##### TASK INPUTS #####

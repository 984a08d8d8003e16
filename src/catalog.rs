// Copyright (c) 2026 The rs-netopt developers
//
// This program is free software: you can redistribute it and/or
// modify it under the terms of the GNU General Public License as
// published by the Free Software Foundation, either version 3 of the
// License, or (at your option) any later version.
//
// This program is distributed in the hope that it will be useful, but
// WITHOUT ANY WARRANTY; without even the implied warranty of
// MERCHANTABILITY or FITNESS FOR A PARTICULAR PURPOSE.  See the GNU
// General Public License for more details.
//
// You should have received a copy of the GNU General Public License
// along with this program.  If not, see  <http://www.gnu.org/licenses/>
//

//! Built-in worked instances.
//!
//! Every entry is a small classroom exercise. The instances can be solved
//! and verified like instances read from a file.
//!
//! # Example
//!
//! ```
//! use rs_netopt::catalog;
//!
//! let inst = catalog::get("cabling-5").unwrap();
//! let out = inst.solve().unwrap();
//! assert_eq!(out.value(), Some(18.0));
//! assert!(catalog::names().any(|n| n == "coal-mines"));
//! ```

use crate::assignment::{AssignmentProblem, Limits, ScheduleProblem};
use crate::error::{Error, Result};
use crate::instance::{Instance, WeightedArc};
use crate::transport::{DemandMode, SupplyMode, TransportationProblem};
use crate::transship::TransshipmentProblem;

use std::path::Path;

struct Entry {
    name: &'static str,
    description: &'static str,
    build: fn() -> Instance,
}

const ENTRIES: &[Entry] = &[
    Entry {
        name: "cabling-5",
        description: "cheapest cabling connecting 5 offices",
        build: cabling_5,
    },
    Entry {
        name: "cabling-6",
        description: "cheapest cabling connecting 6 offices",
        build: cabling_6,
    },
    Entry {
        name: "cabling-7",
        description: "cheapest cabling connecting 7 offices, one free connection",
        build: cabling_7,
    },
    Entry {
        name: "cabling-8",
        description: "cheapest cabling connecting 8 offices",
        build: cabling_8,
    },
    Entry {
        name: "pipeline-6",
        description: "maximum flow through a pipeline network with 7 stations, full residual network",
        build: pipeline_6,
    },
    Entry {
        name: "pipeline-7",
        description: "maximum flow from station 1 to station 7, full residual network",
        build: pipeline_7,
    },
    Entry {
        name: "ai-gt",
        description: "maximum flow from node ai to node gt, full residual network",
        build: ai_gt_full,
    },
    Entry {
        name: "ai-gt-forward",
        description: "maximum flow from ai to gt searching forward arcs only",
        build: ai_gt_forward,
    },
    Entry {
        name: "crew-zones",
        description: "fastest way of a repair crew from zone 1 to zone 6 on two-way streets",
        build: crew_zones,
    },
    Entry {
        name: "theater-route",
        description: "fastest route from node 0 to node 8 in a one-way network with parallel arcs",
        build: theater_route,
    },
    Entry {
        name: "mandatory-stop",
        description: "cheapest trip from A to J with a mandatory stop at B",
        build: mandatory_stop,
    },
    Entry {
        name: "short-trip",
        description: "shortest trip from A to G",
        build: short_trip,
    },
    Entry {
        name: "road-network",
        description: "shortest route from O to T",
        build: road_network,
    },
    Entry {
        name: "city-route",
        description: "cheapest route from city A to city J",
        build: city_route,
    },
    Entry {
        name: "suppliers",
        description: "three suppliers for three machines, one each",
        build: suppliers,
    },
    Entry {
        name: "translators",
        description: "translators for four chapters, chapter 14 needs two (infeasible)",
        build: translators,
    },
    Entry {
        name: "translators-2",
        description: "translators for four chapters with two forbidden pairs",
        build: translators_2,
    },
    Entry {
        name: "relay",
        description: "relay team, each member runs up to two events",
        build: relay,
    },
    Entry {
        name: "relay-fixed",
        description: "relay team where Pedro must do the strength event",
        build: relay_fixed,
    },
    Entry {
        name: "communities",
        description: "installation companies for three communities",
        build: communities,
    },
    Entry {
        name: "builders",
        description: "five workers for four construction processes",
        build: builders,
    },
    Entry {
        name: "consultants",
        description: "four leaders for three clients",
        build: consultants,
    },
    Entry {
        name: "carriers-monday",
        description: "four carriers for three cities on monday, every city served",
        build: carriers_monday,
    },
    Entry {
        name: "carriers-thursday",
        description: "four carriers for three cities on thursday, every city served",
        build: carriers_thursday,
    },
    Entry {
        name: "carriers-two-day",
        description: "four carriers on monday and thursday, never to the same city twice",
        build: carriers_two_day,
    },
    Entry {
        name: "coal-mines",
        description: "balanced transportation from three mines to four centers",
        build: coal_mines,
    },
    Entry {
        name: "water",
        description: "water from three rivers to four cities, excess supply",
        build: water_exact,
    },
    Entry {
        name: "water-min",
        description: "all river water distributed, cities receive at least their needs",
        build: water_min,
    },
    Entry {
        name: "breweries",
        description: "balanced transportation between four breweries and four cities",
        build: breweries,
    },
    Entry {
        name: "breweries-cap",
        description: "breweries with at most 25 units from Monteria to Bogota",
        build: breweries_cap,
    },
    Entry {
        name: "car-plants",
        description: "cars from three plants to two distribution centers",
        build: car_plants,
    },
    Entry {
        name: "wind-turbines",
        description: "production plan over four months with storage cost",
        build: wind_turbines,
    },
    Entry {
        name: "coal-transship",
        description: "coal from two mines via crossing centers to three destinations",
        build: coal_transship,
    },
    Entry {
        name: "computer-network",
        description: "messages from two origins via two transmitters to three destinations",
        build: computer_network,
    },
    Entry {
        name: "fuel",
        description: "fuel gallons through a network of seven nodes",
        build: fuel,
    },
    Entry {
        name: "oil-barrels",
        description: "oil barrels from two refineries via distribution centers to four cities",
        build: oil_barrels,
    },
];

#####

WORK TASK :: Repeat, word for word, all the lines above.

RESPONSE ::
repository 984a08d8d8003e16
filename src/catalog.rs
// Copyright (c) 2026 The rs-netopt developers
//
// This program is free software: you can redistribute it and/or
// modify it under the terms of the GNU General Public License as
// published by the Free Software Foundation, either version 3 of the
// License, or (at your option) any later version.
//
// This program is distributed in the hope that it will be useful, but
// WITHOUT ANY WARRANTY; without even the implied warranty of
// MERCHANTABILITY or FITNESS FOR A PARTICULAR PURPOSE.  See the GNU
// General Public License for more details.
//
// You should have received a copy of the GNU General Public License
// along with this program.  If not, see  <http://www.gnu.org/licenses/>
//

//! Built-in worked instances.
//!
//! Every entry is a small classroom exercise. The instances can be solved
//! and verified like instances read from a file.
//!
//! # Example
//!
//! ```
//! use rs_netopt::catalog;
//!
//! let inst = catalog::get("cabling-5").unwrap();
//! let out = inst.solve().unwrap();
//! assert_eq!(out.value(), Some(18.0));
//! assert!(catalog::names().any(|n| n == "coal-mines"));
//! ```

use crate::assignment::{AssignmentProblem, Limits, ScheduleProblem};
use crate::error::{Error, Result};
use crate::instance::{Instance, WeightedArc};
use crate::transport::{DemandMode, SupplyMode, TransportationProblem};
use crate::transship::TransshipmentProblem;

use std::path::Path;

struct Entry {
    name: &'static str,
    description: &'static str,
    build: fn() -> Instance,
}

const ENTRIES: &[Entry] = &[
    Entry {
        name: "cabling-5",
        description: "cheapest cabling connecting 5 offices",
        build: cabling_5,
    },
    Entry {
        name: "cabling-6",
        description: "cheapest cabling connecting 6 offices",
        build: cabling_6,
    },
    Entry {
        name: "cabling-7",
        description: "cheapest cabling connecting 7 offices, one free connection",
        build: cabling_7,
    },
    Entry {
        name: "cabling-8",
        description: "cheapest cabling connecting 8 offices",
        build: cabling_8,
    },
    Entry {
        name: "pipeline-6",
        description: "maximum flow through a pipeline network with 7 stations, full residual network",
        build: pipeline_6,
    },
    Entry {
        name: "pipeline-7",
        description: "maximum flow from station 1 to station 7, full residual network",
        build: pipeline_7,
    },
    Entry {
        name: "ai-gt",
        description: "maximum flow from node ai to node gt, full residual network",
        build: ai_gt_full,
    },
    Entry {
        name: "ai-gt-forward",
        description: "maximum flow from ai to gt searching forward arcs only",
        build: ai_gt_forward,
    },
    Entry {
        name: "crew-zones",
        description: "fastest way of a repair crew from zone 1 to zone 6 on two-way streets",
        build: crew_zones,
    },
    Entry {
        name: "theater-route",
        description: "fastest route from node 0 to node 8 in a one-way network with parallel arcs",
        build: theater_route,
    },
    Entry {
        name: "mandatory-stop",
        description: "cheapest trip from A to J with a mandatory stop at B",
        build: mandatory_stop,
    },
    Entry {
        name: "short-trip",
        description: "shortest trip from A to G",
        build: short_trip,
    },
    Entry {
        name: "road-network",
        description: "shortest route from O to T",
        build: road_network,
    },
    Entry {
        name: "city-route",
        description: "cheapest route from city A to city J",
        build: city_route,
    },
    Entry {
        name: "suppliers",
        description: "three suppliers for three machines, one each",
        build: suppliers,
    },
    Entry {
        name: "translators",
        description: "translators for four chapters, chapter 14 needs two (infeasible)",
        build: translators,
    },
    Entry {
        name: "translators-2",
        description: "translators for four chapters with two forbidden pairs",
        build: translators_2,
    },
    Entry {
        name: "relay",
        description: "relay team, each member runs up to two events",
        build: relay,
    },
    Entry {
        name: "relay-fixed",
        description: "relay team where Pedro must do the strength event",
        build: relay_fixed,
    },
    Entry {
        name: "communities",
        description: "installation companies for three communities",
        build: communities,
    },
    Entry {
        name: "builders",
        description: "five workers for four construction processes",
        build: builders,
    },
    Entry {
        name: "consultants",
        description: "four leaders for three clients",
        build: consultants,
    },
    Entry {
        name: "carriers-monday",
        description: "four carriers for three cities on monday, every city served",
        build: carriers_monday,
    },
    Entry {
        name: "carriers-thursday",
        description: "four carriers for three cities on thursday, every city served",
        build: carriers_thursday,
    },
    Entry {
        name: "carriers-two-day",
        description: "four carriers on monday and thursday, never to the same city twice",
        build: carriers_two_day,
    },
    Entry {
        name: "coal-mines",
        description: "balanced transportation from three mines to four centers",
        build: coal_mines,
    },
    Entry {
        name: "water",
        description: "water from three rivers to four cities, excess supply",
        build: water_exact,
    },
    Entry {
        name: "water-min",
        description: "all river water distributed, cities receive at least their needs",
        build: water_min,
    },
    Entry {
        name: "breweries",
        description: "balanced transportation between four breweries and four cities",
        build: breweries,
    },
    Entry {
        name: "breweries-cap",
        description: "breweries with at most 25 units from Monteria to Bogota",
        build: breweries_cap,
    },
    Entry {
        name: "car-plants",
        description: "cars from three plants to two distribution centers",
        build: car_plants,
    },
    Entry {
        name: "wind-turbines",
        description: "production plan over four months with storage cost",
        build: wind_turbines,
    },
    Entry {
        name: "coal-transship",
        description: "coal from two mines via crossing centers to three destinations",
        build: coal_transship,
    },
    Entry {
        name: "computer-network",
        description: "messages from two origins via two transmitters to three destinations",
        build: computer_network,
    },
    Entry {
        name: "fuel",
        description: "fuel gallons through a network of seven nodes",
        build: fuel,
    },
    Entry {
        name: "oil-barrels",
        description: "oil barrels from two refineries via distribution centers to four cities",
        build: oil_barrels,
    },
];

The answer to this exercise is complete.